§ BRIEF:
Up to and including the line with "bounds, and exposed", output the records exactly as they appear.
═══ GIVEN RECORDS
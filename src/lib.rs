//! A masked date-entry field.
//!
//! Raw text typed by a user (or assigned by a host) is parsed against a
//! configurable display format, falling back to the canonical `YYYY-MM-DD`
//! form, checked against optional inclusive `min`/`max` bounds, and exposed
//! as two strings: the display value and the canonical value.
//!
//! ```
//! use date_field::{DateField, FieldConfig};
//!
//! let mut field = DateField::new(FieldConfig::default());
//! field.set_value("2020-06-15");
//! assert_eq!(field.display_text(), "06 / 15 / 2020");
//! assert_eq!(field.value(), Some("2020-06-15"));
//! ```

mod bounds;
mod config;
mod consts;
mod field;
mod mask;
mod normalize;
mod pattern;
mod prelude;
mod template;
#[cfg(test)]
mod test_utils;
mod types;
mod validate;

pub use bounds::{BoundViolation, DateBounds};
pub use config::FieldConfig;
pub use consts::*;
pub use field::{CleanHook, DateField, FieldState, InputSurface, TextSurface, ValueTest};
pub use mask::InputMask;
pub use normalize::{clean, parse, parse_canonical_first, to_canonical, to_display};
pub use pattern::{DatePattern, Field, PatternError};
pub use template::MessageTemplate;
pub use types::{Day, Month, Year, days_in_month, is_leap_year};
pub use validate::{ValidationError, check_bounds, format_error, parse_date, validate};

use crate::prelude::*;
use std::str::FromStr;

/// A real calendar date with no time or zone attached.
///
/// Every component is validated on construction, so a `CalendarDate` is never
/// partially valid: "no date" is spelled `Option::<CalendarDate>::None`.
/// Ordering is chronological, which is the same as comparing the dates as
/// instants at midnight.
#[derive(Debug, Clone, Copy, PartialEq, Eq, PartialOrd, Ord, Hash, Display)]
#[display(fmt = "{:04}-{:02}-{:02}", "year.get()", "month.get()", "day.get()")]
pub struct CalendarDate {
    year: Year,
    month: Month,
    day: Day,
}

#[derive(Debug, Clone, PartialEq, Eq, Display)]
pub enum ParseError {
    #[display(fmt = "Invalid date format: {_0}")]
    InvalidFormat(String),
    #[display(fmt = "Unexpected trailing input: {_0:?}")]
    TrailingInput(String),
    #[display(fmt = "Invalid year: {} (must be {}-{})", "_0", MIN_YEAR, MAX_YEAR)]
    InvalidYear(u16),
    #[display(fmt = "Invalid month: {} (must be 1-{})", "_0", MAX_MONTH)]
    InvalidMonth(u8),
    #[display(fmt = "Invalid day {day} for month {year}-{month:02}")]
    InvalidDay { month: u8, day: u8, year: u16 },
    #[display(fmt = "Empty date string")]
    EmptyInput,
}

impl std::error::Error for ParseError {}

impl CalendarDate {
    /// # Errors
    /// Returns the first component that is out of range. Impossible dates such
    /// as February 30th are rejected rather than rolled over.
    pub fn new(year: u16, month: u8, day: u8) -> Result<Self, ParseError> {
        let year = Year::new(year)?;
        let month = Month::new(month)?;
        Self::from_parts(year, month, day)
    }

    /// Builds a date from an already validated year and month.
    ///
    /// # Errors
    /// Returns `ParseError::InvalidDay` if `day` does not exist in that month.
    pub fn from_parts(year: Year, month: Month, day: u8) -> Result<Self, ParseError> {
        let day = Day::new(day, year, month)?;
        Ok(Self { year, month, day })
    }

    pub const fn year(&self) -> u16 {
        self.year.get()
    }

    pub const fn month(&self) -> u8 {
        self.month.get()
    }

    pub const fn day(&self) -> u8 {
        self.day.get()
    }

    pub const fn year_typed(&self) -> Year {
        self.year
    }

    /// The following day, or `None` after 9999-12-31.
    pub fn succ(&self) -> Option<Self> {
        let (year, month, day) = next_day(self.year(), self.month(), self.day())?;
        Self::new(year, month, day).ok()
    }

    /// The preceding day, or `None` before 0001-01-01.
    pub fn pred(&self) -> Option<Self> {
        let (year, month, day) = prev_day(self.year(), self.month(), self.day())?;
        Self::new(year, month, day).ok()
    }
}

// --- day stepping ---
fn next_month(year: u16, month: u8) -> Option<(u16, u8)> {
    debug_assert!(month != 0 && month <= MAX_MONTH);
    if month == DECEMBER {
        if year >= MAX_YEAR {
            None
        } else {
            Some((year + 1, JANUARY))
        }
    } else {
        Some((year, month + 1))
    }
}

fn prev_month(year: u16, month: u8) -> Option<(u16, u8)> {
    debug_assert!(month != 0 && month <= MAX_MONTH);
    if month == JANUARY {
        if year <= MIN_YEAR {
            None
        } else {
            Some((year - 1, DECEMBER))
        }
    } else {
        Some((year, month - 1))
    }
}

fn next_day(year: u16, month: u8, day: u8) -> Option<(u16, u8, u8)> {
    if day < days_in_month(year, month) {
        Some((year, month, day + 1))
    } else {
        next_month(year, month).map(|(ny, nm)| (ny, nm, MIN_DAY))
    }
}

fn prev_day(year: u16, month: u8, day: u8) -> Option<(u16, u8, u8)> {
    if day > MIN_DAY {
        Some((year, month, day - 1))
    } else {
        prev_month(year, month).map(|(py, pm)| (py, pm, days_in_month(py, pm)))
    }
}

impl FromStr for CalendarDate {
    type Err = ParseError;

    /// Parses the canonical `YYYY-MM-DD` form only.
    fn from_str(s: &str) -> Result<Self, Self::Err> {
        DatePattern::canonical().parse(s)
    }
}

impl TryFrom<(u16, u8, u8)> for CalendarDate {
    type Error = ParseError;

    fn try_from(value: (u16, u8, u8)) -> Result<Self, Self::Error> {
        Self::new(value.0, value.1, value.2)
    }
}

impl serde::Serialize for CalendarDate {
    fn serialize<S>(&self, serializer: S) -> Result<S::Ok, S::Error>
    where
        S: serde::Serializer,
    {
        serializer.serialize_str(&self.to_string())
    }
}

impl<'de> serde::Deserialize<'de> for CalendarDate {
    fn deserialize<D>(deserializer: D) -> Result<Self, D::Error>
    where
        D: serde::Deserializer<'de>,
    {
        let s = String::deserialize(deserializer)?;
        s.parse().map_err(serde::de::Error::custom)
    }
}

#[cfg(test)]
mod tests {
    use super::*;
    use crate::test_utils::date;

    #[test]
    fn test_new_rejects_impossible_dates() {
        struct TestCase {
            parts: (u16, u8, u8),
            description: &'static str,
        }

        let cases = [
            TestCase {
                parts: (2024, 2, 30),
                description: "February 30th",
            },
            TestCase {
                parts: (2023, 2, 29),
                description: "February 29th outside a leap year",
            },
            TestCase {
                parts: (2024, 13, 1),
                description: "month 13",
            },
            TestCase {
                parts: (2024, 0, 1),
                description: "month 0",
            },
            TestCase {
                parts: (2024, 4, 31),
                description: "April 31st",
            },
            TestCase {
                parts: (0, 1, 1),
                description: "year 0",
            },
        ];

        for case in &cases {
            assert!(
                CalendarDate::try_from(case.parts).is_err(),
                "{} should be rejected",
                case.description
            );
        }
    }

    #[test]
    fn test_display_is_canonical() {
        assert_eq!(date(2024, 2, 29).to_string(), "2024-02-29");
        assert_eq!(date(5, 1, 9).to_string(), "0005-01-09");
    }

    #[test]
    fn test_from_str_canonical_only() {
        assert_eq!("2024-02-29".parse::<CalendarDate>(), Ok(date(2024, 2, 29)));
        assert!("02 / 29 / 2024".parse::<CalendarDate>().is_err());
        assert!("2023-02-29".parse::<CalendarDate>().is_err());
        assert!(matches!(
            "".parse::<CalendarDate>(),
            Err(ParseError::EmptyInput)
        ));
    }

    #[test]
    fn test_ordering_is_chronological() {
        assert!(date(2019, 12, 31) < date(2020, 1, 1));
        assert!(date(2020, 1, 31) < date(2020, 2, 1));
        assert!(date(2020, 2, 1) < date(2020, 2, 2));
        assert_eq!(date(2020, 2, 2), date(2020, 2, 2));
    }

    #[test]
    fn test_succ_rolls_over() {
        assert_eq!(date(2024, 2, 28).succ(), Some(date(2024, 2, 29)));
        assert_eq!(date(2023, 2, 28).succ(), Some(date(2023, 3, 1)));
        assert_eq!(date(2020, 12, 31).succ(), Some(date(2021, 1, 1)));
        assert_eq!(date(9999, 12, 31).succ(), None);
    }

    #[test]
    fn test_pred_rolls_back() {
        assert_eq!(date(2024, 3, 1).pred(), Some(date(2024, 2, 29)));
        assert_eq!(date(2023, 3, 1).pred(), Some(date(2023, 2, 28)));
        assert_eq!(date(2020, 1, 1).pred(), Some(date(2019, 12, 31)));
        assert_eq!(date(1, 1, 1).pred(), None);
    }

    #[test]
    fn test_serde() {
        let d = date(2020, 6, 15);
        let json = serde_json::to_string(&d).unwrap();
        assert_eq!(json, "\"2020-06-15\"");
        let parsed: CalendarDate = serde_json::from_str(&json).unwrap();
        assert_eq!(parsed, d);
        assert!(serde_json::from_str::<CalendarDate>("\"2020-02-30\"").is_err());
    }
}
══════
§ WRITTEN SOLUTION:
filename src/lib.rs
//! A masked date-entry field.
//!
//! Raw text typed by a user (or assigned by a host) is parsed against a
//! configurable display format, falling back to the canonical `YYYY-MM-DD`
//! form, checked against optional inclusive `min`/`max` bounds, and exposed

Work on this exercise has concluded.